Second, each middle layer sets power.may_skip_resume for devices whose
state after system suspend should match the runtime suspend state.  The
middle layer must know that this is the case to set that bit.  [The core
effectively does that part for devices handled by it directly in patch
[5/6].]

The core then takes the LEAVE_SUSPENDED flags, power.may_skip_resume bits,
status of the children and consumers into account in order to produce the
power.must_resume bits and those are used (later) to decide whether or not
to resume the devices.  That decision is made by the core and so the core
acts on it and the middle layers must follow.

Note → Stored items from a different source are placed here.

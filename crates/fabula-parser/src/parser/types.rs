//! Type annotation parsing (spec §3 "Types (surface IR)", §4.2).

use fabula_lexer::Tag;

use crate::error::ParseError;
use crate::ir::Type;

use super::{number_literal_value, string_literal_value, Parser};

/// Parses a full type expression: an atom, an optional postfix `?`, and
/// an optional `|`-separated union of further such units.
pub(crate) fn parse_type(p: &mut Parser) -> Result<Type, ParseError> {
    let first = parse_nullable_unit(p)?;
    if !p.check_op("|") {
        return Ok(first);
    }
    let locus = first.locus();
    let mut members = vec![first];
    while p.match_op("|") {
        members.push(parse_nullable_unit(p)?);
    }
    Ok(Type::Union { members, locus })
}

fn parse_nullable_unit(p: &mut Parser) -> Result<Type, ParseError> {
    let atom = parse_type_atom(p)?;
    if p.check_punct("?") {
        let locus = atom.locus();
        p.advance();
        Ok(Type::Nullable { inner: Box::new(atom), locus })
    } else {
        Ok(atom)
    }
}

fn parse_type_atom(p: &mut Parser) -> Result<Type, ParseError> {
    let locus = p.locus();

    if p.check_punct("(") {
        return parse_function_type(p);
    }

    if p.check(Tag::Number) {
        let tok = p.advance();
        return Ok(Type::Literal { value: number_literal_value(&tok.lexeme), locus });
    }

    if p.check(Tag::String) {
        let tok = p.advance();
        return Ok(Type::Literal { value: string_literal_value(&tok.lexeme), locus });
    }

    let (name, locus) = p.expect_name()?;

    if p.check_op("<") {
        p.advance();
        let mut args = vec![parse_type(p)?];
        while p.match_punct(",") {
            args.push(parse_type(p)?);
        }
        p.expect_op(">")?;
        return Ok(Type::Generic { name, args, locus });
    }

    Ok(Type::named(name, locus))
}

fn parse_function_type(p: &mut Parser) -> Result<Type, ParseError> {
    let locus = p.locus();
    p.expect_punct("(")?;
    let mut params = Vec::new();
    if !p.check_punct(")") {
        params.push(parse_type(p)?);
        while p.match_punct(",") {
            params.push(parse_type(p)?);
        }
    }
    p.expect_punct(")")?;
    p.expect_op("->")?;
    let ret = Box::new(parse_type(p)?);
    Ok(Type::Function { params, ret, locus })
}
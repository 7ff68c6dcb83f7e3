use fabula_fmt::emit_canonical;
use fabula_lexer::{lex, prepare};
use fabula_lower::emit_lowered;
use fabula_parser::{parse, Module};

fn parse_ok(source: &str) -> Module {
    let tokens = prepare(lex(source, "test").expect("lex failed"));
    parse(tokens, "test").expect("parse failed")
}

/// Checks the source is already canonical before lowering it -- a
/// sanity check that the fixture itself parses and reprints cleanly,
/// so a failure in the assertions below is about lowering, not about a
/// malformed fixture.
fn lower(source: &str) -> String {
    let module = parse_ok(source);
    let canonical = emit_canonical(&module);
    assert_eq!(parse_ok(&canonical), module, "fixture is not canonical:\n{canonical}");
    let ctx = fabula_sema::analyze(&module);
    emit_lowered(&module, &ctx)
}

#[test]
fn class_with_private_field_and_method_lowers() {
    let out = lower(
        r#"
        genus Punctum {
            privata numerus x
            privata numerus y

            functio magnitudo() -> numerus {
                reddit ego.x
            }
        }
        "#,
    );
    assert!(out.contains("@dataclass"));
    assert!(out.contains("class Punctum:"));
    assert!(out.contains("x: int"));
    assert!(out.contains("def magnitudo(self) -> int:"));
    assert!(out.contains("return self.x"));
}

#[test]
fn if_elif_else_chain_lowers() {
    let out = lower(
        r#"
        functio signum(numerus n) -> numerus {
            si n > 0 {
                reddit 1
            } sin n < 0 {
                reddit -1
            } secus {
                reddit 0
            }
        }
        "#,
    );
    assert!(out.contains("if n > 0:"));
    assert!(out.contains("elif n < 0:"));
    assert!(out.contains("else:"));
}

#[test]
fn for_loop_with_range_lowers_to_python_range() {
    let out = lower("incipit {\n\titera i in 0..10 {\n\t\tscribe i\n\t}\n}");
    assert!(out.contains("for i in range(0, 10):"));
    assert!(out.contains("print(i)"));
}

#[test]
fn guard_clauses_lower_to_sequential_ifs() {
    let out = lower(
        r#"
        functio clasifica(numerus n) -> numerus {
            custodi {
                si n > 0 {
                    reddit 1
                }
                si n < 0 {
                    reddit -1
                }
            }
            reddit 0
        }
        "#,
    );
    assert!(out.contains("if n > 0:"));
    assert!(out.contains("if n < 0:"));
    assert!(out.contains("return 0"));
}

#[test]
fn try_catch_finally_lowers() {
    let out = lower(
        r#"
        incipit {
            tempta {
                scribe "a"
            } cape err {
                scribe "b"
            } denique {
                scribe "c"
            }
        }
        "#,
    );
    assert!(out.contains("try:"));
    assert!(out.contains("except Exception as err:"));
    assert!(out.contains("finally:"));
}

#[test]
fn do_while_lowers_to_infinite_loop_with_trailing_break() {
    let out = lower("incipit {\n\tvaria numerus n = 0\n\tfac {\n\t\tn += 1\n\t} dum n < 3\n}");
    assert!(out.contains("while True:"));
    assert!(out.contains("if not (n < 3):"));
    assert!(out.contains("break"));
}

#[test]
fn optional_param_gets_nullable_type_hint_and_default() {
    let out = lower("functio saluta(textus? nomen) -> vacuum {\n\ttacet\n}");
    assert!(out.contains("nomen: str | None = None"));
}

#[test]
fn generic_list_type_lowers_to_python_list() {
    let out = lower("varia Copia<numerus> xs = []");
    assert!(out.contains("xs: list[int] = []"));
}

#[test]
fn switch_with_default_lowers_to_match_wildcard() {
    let out = lower(
        r#"
        functio clasifica(numerus n) -> numerus {
            elige n {
                casu 1 { reddit 100 }
                secus { reddit -1 }
            }
        }
        "#,
    );
    assert!(out.contains("match n:"));
    assert!(out.contains("case 1:"));
    assert!(out.contains("case _:"));
}

#[test]
fn nihil_and_nonnihil_lower_to_none_predicates() {
    let out = lower("functio f(textus? nomen) -> vacuum {\n\tsi nihil nomen ergo reddit\n\tsi nonnihil nomen ergo reddit\n}");
    assert!(out.contains("if nomen is None:"));
    assert!(out.contains("if nomen is not None:"));
}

> I guess I need to be convinced that this new approach is going to be
> better than the the direct_complete path, so it somehow can replace it
> along the road. Otherwise, we may end up just having yet another way
> of skipping callbacks in the PM core and I don't like that.

Well, this works the other way around this time, I'm afraid.  At this point
you need to convince me that the approach has real issues. :-)

> Of course, I also realize this hole thing is opt-in, so nothing will
> break and we are all good. :-)
> 
> >
> >> That said, as the series don't include any changes for drivers making
> >> use of the flag, could please fold in such change as it would provide
> >> a more complete picture?
> >
> > I've already done so, see https://patchwork.kernel.org/patch/10007349/
> >
> > IMHO it's not really useful to drag this stuff (which doesn't change
> > BTW) along with every iteration of the core patches.
> 
> Well, to me it's useful because it shows how these flags can/will be used.
> 
> Anyway, I thought you scraped that patch and was working on a new
> version. I will have a look then.
> 
> [...]
> 
> >>>   * device_resume_noirq - Execute a "noirq resume" callback for given device.
> >>>   * @dev: Device to handle.
> >>>   * @state: PM transition of the system being carried out.
> >>> @@ -575,6 +587,12 @@ static int device_resume_noirq(struct de
> >>>         error = dpm_run_callback(callback, dev, state, info);
> >>>         dev->power.is_noirq_suspended = false;
> >>>
> >>> +       if (dev_pm_may_skip_resume(dev)) {
> >>> +               pm_runtime_set_suspended(dev);
> >>
> >> According to the doc, the DPM_FLAG_LEAVE_SUSPENDED intends to leave
> >> the device in runtime suspend state during system resume.
> >> However, here you are actually trying to change its runtime PM state to that.
> >
> > So the doc needs to be fixed. :-)
> 
> Yep.
> 
> >
> > But I'm guessing that this just is a misunderstanding and you mean the
> > phrase "it may be desirable to leave some devices in runtime suspend
> > after [...]".  Yes, it is talking about "runtime suspend", but
> > actually "runtime suspend" is the only kind of "suspend" you can leave
> > a device in after a system transition to the working state.  It never
> > says that the device must have been suspended before the preceding
> > system transition into a sleep state started.
> 
> My point is, it's isn't obvious why you need to make sure the device's
> runtime PM status is set to "RPM_SUSPENDED" when leaving the resume
> noirq phase. You did explain that somewhat above, thanks!
> 
> Perhaps you could fold in some of that information into the doc as well?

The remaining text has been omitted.